Читаем Миросозерцание Флоренского полностью

Характер и существо этих «обследований», а равно и в целом «конкретной метафизики» полнее и глубже уяснятся нам ниже, когда в нашем распоряжении появится понятие символа, решающее для понимания всего миросозерцания Флоренского. Но сначала отметим самые наглядные типические отличия, внешние признаки «конкретной метафизики». Прежде всего, вполне естественным образом, конкретная метафизика предполагает «интерес к мелочам, к частностям, к подробностям, к тончайшим черточкам, обрисовывающим изучаемое явление в его живой индивидуальности» [13] , — и, добавим также, настоящее отвращение к общим, приблизительным, отвлеченным суждениям. Ибо, по Флоренскому, смысл выражается в явлении, вообще говоря, совсем не каким-нибудь бросающимся в глаза, открытым и общеочевидным образом; он обитает «в глубине явления», прикровенно, так что нужно его доискиваться, и как раз мелкие-то, внешне малозаметные подробности и могут более явно обнаруживать, выдавать его. Поэтому для задачи постижения смысла существенно все в явлении, и никакою деталью нельзя пренебрегать здесь как слишком мелкой, незначительной, безразличной. Доискивающиеся смысла явлений «обследования» Флоренского всегда зорко обращены к детали, подробны — и с ними вместе необходимо оказывается «подробным», наделенным деталями, строением, «разделкой и проработкой» и сам вырисовывающийся в их итоге духовный предмет.
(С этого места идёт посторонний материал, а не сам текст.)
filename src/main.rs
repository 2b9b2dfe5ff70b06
use clap::{ArgAction, Parser};
use mrf_parse::cli::{self, DumpFormat, RunArgs};
use mrf_parse::error::MrfResult;
use mrf_parse::types::Procedure;
use std::path::PathBuf;
use tracing_subscriber::EnvFilter;

#[derive(Parser)]
#[command(name = "mrf-parse")]
#[command(about = "Summarize MRFs' feedback, hours, and money (funds) data into another Excel file")]
#[command(long_about = "MRF Parse - Monthly Report Form summarizer

Reads every MRF workbook (.xls, .xlsx, .xlsm) in a folder and writes one
summary workbook:

PROCEDURES:
  feedback (f)  - DISTRICT BOARD FEEDBACK.xlsx     Feedback text per club
  hours    (h)  - TOTAL HOURS PER TENET.xlsx       Service/leadership/fellowship hours
  funds    (m)  - TOTAL FUNDS RAISED PER DFI.xlsx  PTP, Trevor Project, KFH, other charities

Summary files already in the input folder are never read back as input.

EXAMPLES:
  mrf-parse 12 2019 f                          # Feedback from MRFs in this folder
  mrf-parse 1 2020 m -i input/files -o output  # Funds from input/files into output
  mrf-parse 5 2020 h --year-to-date --skip-invalid")]
#[command(version)]
struct Cli {
    /// Month number (1-12)
    #[arg(value_parser = clap::value_parser!(u8).range(1..=12))]
    month: u8,

    /// Year number (only used in titles)
    year: i32,

    /// Procedure: [f]eedback, [h]ours, [m]oney (funds)
    #[arg(value_enum)]
    procedure: Procedure,

    /// Directory of MRF Excel files
    #[arg(short, long, env = "MRF_INDIR", default_value = ".")]
    indir: PathBuf,

    /// Directory to put the summary in
    #[arg(short, long, env = "MRF_OUTDIR", default_value = ".")]
    outdir: PathBuf,

    /// First month (1-12) of the fiscal year; orders the Annual Totals month rows
    #[arg(long, env = "MRF_FISCAL_START", default_value = "3",
          value_parser = clap::value_parser!(u8).range(1..=12))]
    fiscal_start: u8,

    /// Only total months from the fiscal year's start through MONTH
    #[arg(long)]
    year_to_date: bool,

    /// Skip broken MRFs with a warning instead of stopping the run
    #[arg(long)]
    skip_invalid: bool,

    /// Overwrite an existing summary without asking
    #[arg(short, long)]
    yes: bool,

    /// Author recorded in the summary's document properties
    #[arg(long, env = "MRF_AUTHOR", default_value = "mrf-parse")]
    author: String,

    /// Also print the extracted table to stdout
    #[arg(long, value_enum)]
    dump: Option<DumpFormat>,

    /// Show more detail (-v debug, -vv trace)
    #[arg(short, long, action = ArgAction::Count)]
    verbose: u8,
}

fn init_tracing(verbose: u8) {
    let default = match verbose {
        0 => "mrf_parse=info",
        1 => "mrf_parse=debug",
        _ => "mrf_parse=trace",
    };
    tracing_subscriber::fmt()
        .with_env_filter(EnvFilter::try_from_default_env().unwrap_or_else(|_| default.into()))
        .with_target(false)
        .without_time()
        .with_writer(std::io::stderr)
        .init();
}

fn main() -> MrfResult<()> {
    let cli = Cli::parse();
    init_tracing(cli.verbose);

    cli::run(RunArgs {
        month: cli.month,
        year: cli.year,
        procedure: cli.procedure,
        indir: cli.indir,
        outdir: cli.outdir,
        fiscal_start: cli.fiscal_start,
        year_to_date: cli.year_to_date,
        skip_invalid: cli.skip_invalid,
        yes: cli.yes,
        author: cli.author,
        dump: cli.dump,
    })?;

    Ok(())
}
//! A1-style cell addressing
//!
//! Rows and columns are stored zero-based, matching calamine's `(row, col)`
//! positions and rust_xlsxwriter's write API. Display goes back to 1-based A1.

use crate::error::{MrfError, MrfResult};
use std::fmt;
use std::str::FromStr;

/// Largest column Excel supports (XFD)
const MAX_COLUMN: u32 = 16_383;

/// Largest row Excel supports
const MAX_ROW: u32 = 1_048_575;

/// A single cell position
#[derive(Debug, Clone, Copy, PartialEq, Eq, PartialOrd, Ord, Hash)]
pub struct CellRef {
    pub row: u32,
    pub col: u32,
}

impl CellRef {
    pub const fn new(row: u32, col: u32) -> Self {
        Self { row, col }
    }

    /// Parse `F10`, `$F$10` or `f10`
    pub fn parse(text: &str) -> MrfResult<Self> {
        let invalid = || MrfError::InvalidAddress(text.to_string());
        let trimmed = text.trim();

        let rest = trimmed.strip_prefix('$').unwrap_or(trimmed);
        let letters_len = rest
            .find(|c: char| !c.is_ascii_alphabetic())
            .unwrap_or(rest.len());
        if letters_len == 0 || letters_len > 3 {
            return Err(invalid());
        }
        let (letters, rest) = rest.split_at(letters_len);
        let digits = rest.strip_prefix('$').unwrap_or(rest);
        if digits.is_empty() || !digits.chars().all(|c| c.is_ascii_digit()) {
            return Err(invalid());
        }

        let col = column_letter_to_index(letters).ok_or_else(invalid)?;
        let row_number: u32 = digits.parse().map_err(|_| invalid())?;
        if row_number == 0 || row_number - 1 > MAX_ROW {
            return Err(invalid());
        }

        Ok(Self::new(row_number - 1, col))
    }

    /// Same column, `offset` rows further down
    pub fn down(self, offset: u32) -> Self {
        Self::new(self.row + offset, self.col)
    }

    /// The 1-based row number shown in A1 notation
    pub fn row_number(self) -> u32 {
        self.row + 1
    }
}

impl fmt::Display for CellRef {
    fn fmt(&self, f: &mut fmt::Formatter<'_>) -> fmt::Result {
        write!(f, "{}{}", column_index_to_letter(self.col), self.row + 1)
    }
}

impl FromStr for CellRef {
    type Err = MrfError;

    fn from_str(s: &str) -> Result<Self, Self::Err> {
        Self::parse(s)
    }
}

/// A rectangular region. `end` is `None` when only the start is known, as
/// with a bare cell used as a run anchor.
#[derive(Debug, Clone, Copy, PartialEq, Eq)]
pub struct CellRange {
    pub start: CellRef,
    pub end: Option<CellRef>,
}

impl CellRange {
    pub fn new(start: CellRef, end: CellRef) -> Self {
        // Normalise reversed corners (`F30:F10`)
        let top_left = CellRef::new(start.row.min(end.row), start.col.min(end.col));
        let bottom_right = CellRef::new(start.row.max(end.row), start.col.max(end.col));
        Self {
            start: top_left,
            end: Some(bottom_right),
        }
    }

    pub fn open(start: CellRef) -> Self {
        Self { start, end: None }
    }

    /// Parse `F10:F30`, `$F$10:$F$30` or a single `F10`
    pub fn parse(text: &str) -> MrfResult<Self> {
        match text.split_once(':') {
            Some((a, b)) => Ok(Self::new(CellRef::parse(a)?, CellRef::parse(b)?)),
            None => Ok(Self::open(CellRef::parse(text)?)),
        }
    }

    /// Last row a run may read, if bounded
    pub fn last_row(&self) -> Option<u32> {
        self.end.map(|end| end.row)
    }
}

impl fmt::Display for CellRange {
    fn fmt(&self, f: &mut fmt::Formatter<'_>) -> fmt::Result {
        match self.end {
            Some(end) => write!(f, "{}:{}", self.start, end),
            None => write!(f, "{}", self.start),
        }
    }
}

/// Convert a column index to Excel column letters
///
/// Examples:
/// - 0 → A
/// - 25 → Z
/// - 26 → AA
pub fn column_index_to_letter(index: u32) -> String {
    let mut result = String::new();
    let mut idx = index;

    loop {
        let remainder = idx % 26;
        result.insert(0, (b'A' + remainder as u8) as char);
        if idx < 26 {
            break;
        }
        idx = idx / 26 - 1;
    }

    result
}

/// Convert Excel column letters to a zero-based index (A→0, AA→26)
pub fn column_letter_to_index(letters: &str) -> Option<u32> {
    if letters.is_empty() {
        return None;
    }
    let mut index: u32 = 0;
    for c in letters.chars() {
        if !c.is_ascii_alphabetic() {
            return None;
        }
        let digit = (c.to_ascii_uppercase() as u8 - b'A') as u32 + 1;
        index = index.checked_mul(26)?.checked_add(digit)?;
    }
    let index = index - 1;
    (index <= MAX_COLUMN).then_some(index)
}
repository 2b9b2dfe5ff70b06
//! Extraction and aggregation

pub mod aggregate;
pub mod extract;
pub mod range_sum;
pub mod reference;

pub use aggregate::{
    discover_inputs, AggregateOptions, AggregateReport, Aggregator, FailurePolicy, SkippedFile,
};
pub use extract::{Extractor, MonthWindow, TallyLayout, FUNDS_LAYOUT, HOURS_LAYOUT};
pub use range_sum::sum_column_run;
pub use reference::{Indirection, ReferenceResolver, Region, SheetRange, SheetReference};
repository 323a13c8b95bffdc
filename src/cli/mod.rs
pub mod commands;

pub use commands::{Cli, Commands};
use std::sync::Arc;
use std::time::Duration;

use wardline::auth::{AuthPolicy, AuthService, CredentialStore, LockoutPolicy, ManualClock};

const HOME_ADDR: &str = "203.0.113.9";
const OTHER_ADDR: &str = "203.0.113.77";

/// Service with two known accounts and a tight lockout policy: three
/// failures inside sixty seconds lock the key for two minutes.
fn service(clock: &ManualClock) -> AuthService {
    let mut credentials = CredentialStore::new();
    credentials.insert("admin", "1234");
    credentials.insert("medic", "sd2025");
    let policy = AuthPolicy {
        token_ttl: Duration::from_secs(600),
        lockout: LockoutPolicy {
            max_failures: 3,
            failure_window: Duration::from_secs(60),
            lock_duration: Duration::from_secs(120),
        },
    };
    AuthService::with_clock(credentials, policy, Arc::new(clock.clone()))
}

fn lock_out(auth: &AuthService, user: &str, addr: &str) {
    for _ in 0..3 {
        assert_eq!(
            auth.login(user, "definitely-wrong", addr),
            None,
            "failed attempts should not yield a token"
        );
    }
}

#[test]
fn test_lock_blocks_correct_credentials_until_it_expires() {
    let clock = ManualClock::new();
    let auth = service(&clock);

    lock_out(&auth, "admin", HOME_ADDR);
    assert!(auth.is_user_locked("admin"));
    assert!(auth.is_ip_locked(HOME_ADDR));

    // One second short of the deadline the right password still bounces.
    clock.advance(Duration::from_secs(119));
    assert_eq!(auth.login("admin", "1234", HOME_ADDR), None);

    clock.advance(Duration::from_secs(2));
    let token = auth
        .login("admin", "1234", HOME_ADDR)
        .expect("login should succeed once the lock lapses");
    assert!(auth.validate(&token));
}

#[test]
fn test_user_and_address_locks_are_separate_keys() {
    let clock = ManualClock::new();
    let auth = service(&clock);

    lock_out(&auth, "admin", HOME_ADDR);

    // A different account from the locked address is refused.
    assert_eq!(auth.login("medic", "sd2025", HOME_ADDR), None);
    // The locked account from a clean address is refused too.
    assert_eq!(auth.login("admin", "1234", OTHER_ADDR), None);
    // A clean account from a clean address goes through.
    assert!(auth.login("medic", "sd2025", OTHER_ADDR).is_some());
}

#[test]
fn test_unknown_users_still_trip_the_address_lock() {
    let clock = ManualClock::new();
    let auth = service(&clock);

    lock_out(&auth, "ghost", HOME_ADDR);
    assert!(auth.is_ip_locked(HOME_ADDR));

    // The address lock now refuses a real account with the right password.
    assert_eq!(auth.login("admin", "1234", HOME_ADDR), None);
    assert!(auth.login("admin", "1234", OTHER_ADDR).is_some());
}

#[test]
fn test_attempts_during_a_lock_do_not_extend_it() {
    let clock = ManualClock::new();
    let auth = service(&clock);

    lock_out(&auth, "admin", HOME_ADDR);

    // Hammering the locked account halfway through changes nothing.
    clock.advance(Duration::from_secs(60));
    for _ in 0..5 {
        assert_eq!(auth.login("admin", "1234", HOME_ADDR), None);
    }
    assert_eq!(
        auth.user_locked_remaining("admin"),
        Some(Duration::from_secs(60))
    );

    clock.advance(Duration::from_secs(61));
    assert!(auth.login("admin", "1234", HOME_ADDR).is_some());
}

#[test]
fn test_remaining_lock_time_counts_down() {
    let clock = ManualClock::new();
    let auth = service(&clock);

    lock_out(&auth, "admin", HOME_ADDR);
    assert_eq!(
        auth.ip_locked_remaining(HOME_ADDR),
        Some(Duration::from_secs(120))
    );

    clock.advance(Duration::from_secs(30));
    assert_eq!(
        auth.ip_locked_remaining(HOME_ADDR),
        Some(Duration::from_secs(90))
    );

    clock.advance(Duration::from_secs(90));
    assert_eq!(auth.ip_locked_remaining(HOME_ADDR), None);
}

#[test]
fn test_stale_failures_fall_out_of_the_window() {
    let clock = ManualClock::new();
    let auth = service(&clock);

    assert_eq!(auth.login("admin", "wrong", HOME_ADDR), None);
    assert_eq!(auth.login("admin", "wrong", HOME_ADDR), None);

    // Once the counting window lapses the slate is clean again.
    clock.advance(Duration::from_secs(61));
    assert_eq!(auth.login("admin", "wrong", HOME_ADDR), None);
    assert_eq!(auth.login("admin", "wrong", HOME_ADDR), None);
    assert!(!auth.is_user_locked("admin"));

    let token = auth
        .login("admin", "1234", HOME_ADDR)
        .expect("two recent failures should not lock the account");
    assert!(auth.validate(&token));
}

#[test]
fn test_success_resets_both_counters() {
    let clock = ManualClock::new();
    let auth = service(&clock);

    auth.login("admin", "wrong", HOME_ADDR);
    auth.login("admin", "wrong", HOME_ADDR);
    assert!(auth.login("admin", "1234", HOME_ADDR).is_some());

    // The next two failures count from zero, so no lock trips.
    auth.login("admin", "wrong", HOME_ADDR);
    auth.login("admin", "wrong", HOME_ADDR);
    assert!(!auth.is_user_locked("admin"));
    assert!(!auth.is_ip_locked(HOME_ADDR));
    assert!(auth.login("admin", "1234", HOME_ADDR).is_some());
}
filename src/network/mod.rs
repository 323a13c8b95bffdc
pub mod client;
mod handler;
pub mod server;

pub use client::{ClientConnection, ClientError};
pub use server::{Server, ServerError, ServerOptions};
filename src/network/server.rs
use std::net::SocketAddr;
use std::sync::Arc;
use std::time::Duration;

use thiserror::Error;
use tokio::net::{TcpListener, TcpStream};
use tokio::sync::{watch, Semaphore};
use tokio::task;
use tracing::{error, info, warn};

use crate::audit::AuditSink;
use crate::auth::AuthService;
use crate::config::default_max_connections;
use crate::dispatch::Dispatcher;
use crate::messages::wire::{LineCodec, WireConfig};
use crate::network::handler::ConnectionHandler;

/// Errors surfaced by [`Server`]
#[derive(Error, Debug)]
pub enum ServerError {
    #[error("failed to bind {addr}: {source}")]
    Bind {
        addr: String,
        #[source]
        source: std::io::Error,
    },

    #[error("I/O error: {0}")]
    Io(#[from] std::io::Error),
}

/// Listener-level tuning.
#[derive(Debug, Clone)]
pub struct ServerOptions {
    /// Idle budget while waiting for the next request on a connection
    pub read_timeout: Duration,
    /// Cap on simultaneously served connections
    pub max_connections: usize,
}

impl Default for ServerOptions {
    fn default() -> Self {
        Self {
            read_timeout: Duration::from_secs(7),
            max_connections: default_max_connections(),
        }
    }
}

/// Accepts connections and runs one [`ConnectionHandler`] task per peer.
/// Handlers run fully in parallel and share the auth service, dispatcher
/// and audit sink.
pub struct Server {
    listener: TcpListener,
    auth: Arc<AuthService>,
    dispatcher: Arc<dyn Dispatcher>,
    audit: Arc<dyn AuditSink>,
    codec: LineCodec,
    permits: Arc<Semaphore>,
    shutdown: watch::Receiver<bool>,
}

impl Server {
    /// Bind to `addr`. Nothing is served until [`Self::run`].
    pub async fn bind(
        addr: &str,
        auth: Arc<AuthService>,
        dispatcher: Arc<dyn Dispatcher>,
        audit: Arc<dyn AuditSink>,
        options: ServerOptions,
        shutdown: watch::Receiver<bool>,
    ) -> Result<Self, ServerError> {
        let listener = TcpListener::bind(addr)
            .await
            .map_err(|source| ServerError::Bind {
                addr: addr.to_string(),
                source,
            })?;
        info!("server bound to {}", addr);
        let codec = LineCodec::new(WireConfig {
            read_timeout: options.read_timeout,
            ..WireConfig::default()
        });
        Ok(Self {
            listener,
            auth,
            dispatcher,
            audit,
            codec,
            permits: Arc::new(Semaphore::new(options.max_connections)),
            shutdown,
        })
    }

    /// The address actually bound, for callers that asked for port 0.
    pub fn local_addr(&self) -> Result<SocketAddr, ServerError> {
        Ok(self.listener.local_addr()?)
    }

    /// Accept connections until the shutdown signal flips or its sender
    /// goes away. Handlers already running finish on their own tasks.
    pub async fn run(mut self) -> Result<(), ServerError> {
        info!("serving on {}", self.listener.local_addr()?);
        loop {
            tokio::select! {
                accepted = self.listener.accept() => {
                    match accepted {
                        Ok((stream, peer)) => self.spawn_handler(stream, peer),
                        Err(err) => {
                            error!("failed to accept connection: {}", err);
                            continue;
                        }
                    }
                }
                _ = self.shutdown.changed() => {
                    info!("shutdown requested, no longer accepting");
                    break;
                }
            }
        }
        Ok(())
    }

    fn spawn_handler(&self, stream: TcpStream, peer: SocketAddr) {
        let permit = match Arc::clone(&self.permits).try_acquire_owned() {
            Ok(permit) => permit,
            Err(_) => {
                // Dropping the stream closes it straight away.
                warn!("connection limit reached, rejecting {}", peer);
                return;
            }
        };
        let handler = ConnectionHandler::new(
            peer,
            Arc::clone(&self.auth),
            Arc::clone(&self.dispatcher),
            Arc::clone(&self.audit),
            self.codec.clone(),
        );
        task::spawn(async move {
            handler.run(stream).await;
            drop(permit);
        });
    }
}
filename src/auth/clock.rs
use std::sync::{Arc, Mutex};
use std::time::{Duration, Instant};

/// Time source used by the auth components.
///
/// Production code runs on [`SystemClock`]; tests drive [`ManualClock`]
/// to cross TTL and lockout boundaries without sleeping.
pub trait Clock: Send + Sync {
    fn now(&self) -> Instant;
}

/// The real thing.
#[derive(Debug, Clone, Copy, Default)]
pub struct SystemClock;

impl Clock for SystemClock {
    fn now(&self) -> Instant {
        Instant::now()
    }
}

/// A clock that only moves when told to. Clones share the same offset.
#[derive(Debug, Clone)]
pub struct ManualClock {
    base: Instant,
    offset: Arc<Mutex<Duration>>,
}

impl ManualClock {
    pub fn new() -> Self {
        Self {
            base: Instant::now(),
            offset: Arc::new(Mutex::new(Duration::ZERO)),
        }
    }

    /// Move the clock forward by `step`.
    pub fn advance(&self, step: Duration) {
        if let Ok(mut offset) = self.offset.lock() {
            *offset += step;
        }
    }
}

impl Default for ManualClock {
    fn default() -> Self {
        Self::new()
    }
}

impl Clock for ManualClock {
    fn now(&self) -> Instant {
        let offset = self.offset.lock().map(|o| *o).unwrap_or_default();
        self.base + offset
    }
}
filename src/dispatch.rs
use std::collections::HashMap;
use std::sync::{Mutex, MutexGuard};

use anyhow::anyhow;
use async_trait::async_trait;

use crate::messages::{Record, Request, Response};

/// Business actions the bundled directory understands.
pub const ACTION_CREATE_RECORD: &str = "create_record";
pub const ACTION_GET_RECORD: &str = "get_record";
pub const ACTION_LIST_RECORDS: &str = "list_records";
pub const ACTION_UPDATE_RECORD: &str = "update_record";
pub const ACTION_DELETE_RECORD: &str = "delete_record";

/// Business-side collaborator invoked once a request has cleared the
/// auth gate.
///
/// A returned [`Response`] goes to the peer as-is, business errors
/// included. A returned `Err` is an internal failure: the connection
/// layer logs it in full and sends the peer a generic error instead.
#[async_trait]
pub trait Dispatcher: Send + Sync {
    async fn dispatch(&self, request: &Request) -> anyhow::Result<Response>;
}

/// In-memory record directory. Backs the bundled server binary and the
/// integration tests; real deployments supply their own [`Dispatcher`].
#[derive(Default)]
pub struct RecordDirectory {
    state: Mutex<DirectoryState>,
}

struct DirectoryState {
    next_id: u32,
    records: HashMap<u32, Record>,
}

impl Default for DirectoryState {
    fn default() -> Self {
        Self {
            next_id: 1,
            records: HashMap::new(),
        }
    }
}

impl RecordDirectory {
    pub fn new() -> Self {
        Self::default()
    }

    fn lock(&self) -> anyhow::Result<MutexGuard<'_, DirectoryState>> {
        self.state
            .lock()
            .map_err(|_| anyhow!("record directory lock poisoned"))
    }

    fn create(&self, request: &Request) -> anyhow::Result<Response> {
        let mut record = match &request.record {
            Some(record) => record.clone(),
            None => return Ok(Response::error("a record payload is required")),
        };
        let mut state = self.lock()?;
        let id = state.next_id;
        state.next_id += 1;
        record.id = Some(id);
        state.records.insert(id, record.clone());
        Ok(Response::ok(format!("record {} created", id)).with_record(record))
    }

    fn get(&self, request: &Request) -> anyhow::Result<Response> {
        let id = match request.record_id {
            Some(id) => id,
            None => return Ok(Response::error("a record id is required")),
        };
        let state = self.lock()?;
        Ok(match state.records.get(&id) {
            Some(record) => {
                Response::ok(format!("record {} found", id)).with_record(record.clone())
            }
            None => Response::error(format!("record {} not found", id)),
        })
    }

    fn list(&self) -> anyhow::Result<Response> {
        let state = self.lock()?;
        let mut records: Vec<Record> = state.records.values().cloned().collect();
        records.sort_by_key(|record| record.id);
        Ok(Response::ok(format!("{} records", records.len())).with_records(records))
    }

    fn update(&self, request: &Request) -> anyhow::Result<Response> {
        let record = match &request.record {
            Some(record) => record.clone(),
            None => return Ok(Response::error("a record payload is required")),
        };
        let id = match record.id {
            Some(id) => id,
            None => return Ok(Response::error("the record must carry its id")),
        };
        let mut state = self.lock()?;
        if !state.records.contains_key(&id) {
            return Ok(Response::error(format!("record {} not found", id)));
        }
        state.records.insert(id, record.clone());
        Ok(Response::ok(format!("record {} updated", id)).with_record(record))
    }

    fn delete(&self, request: &Request) -> anyhow::Result<Response> {
        let id = match request.record_id {
            Some(id) => id,
            None => return Ok(Response::error("a record id is required")),
        };
        let mut state = self.lock()?;
        Ok(match state.records.remove(&id) {
            Some(_) => Response::ok(format!("record {} deleted", id)),
            None => Response::error(format!("record {} not found", id)),
        })
    }
}

#[async_trait]
impl Dispatcher for RecordDirectory {
    async fn dispatch(&self, request: &Request) -> anyhow::Result<Response> {
        match request.action.as_str() {
            ACTION_CREATE_RECORD => self.create(request),
            ACTION_GET_RECORD => self.get(request),
            ACTION_LIST_RECORDS => self.list(),
            ACTION_UPDATE_RECORD => self.update(request),
            ACTION_DELETE_RECORD => self.delete(request),
            other => Ok(Response::error(format!("unrecognized action: {}", other))),
        }
    }
}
Таким образом, установка конкретности одной из непременных своих сторон имеет установку подробности — ту самую, что выражена столь ярко в «Сестре моей жизни» Пастернака, с этим памятным резюме одного из лучших стихов:

Не знаю, решена ль

Загадка зги загробной,

Но жизнь, как тишина

Осенняя, — подробна...

Флоренский же, как философ и мистик, еще безоговорочнее поэта: для него и жизнь за гробом вполне несомненно обладает тою же конкретностью и подробностью...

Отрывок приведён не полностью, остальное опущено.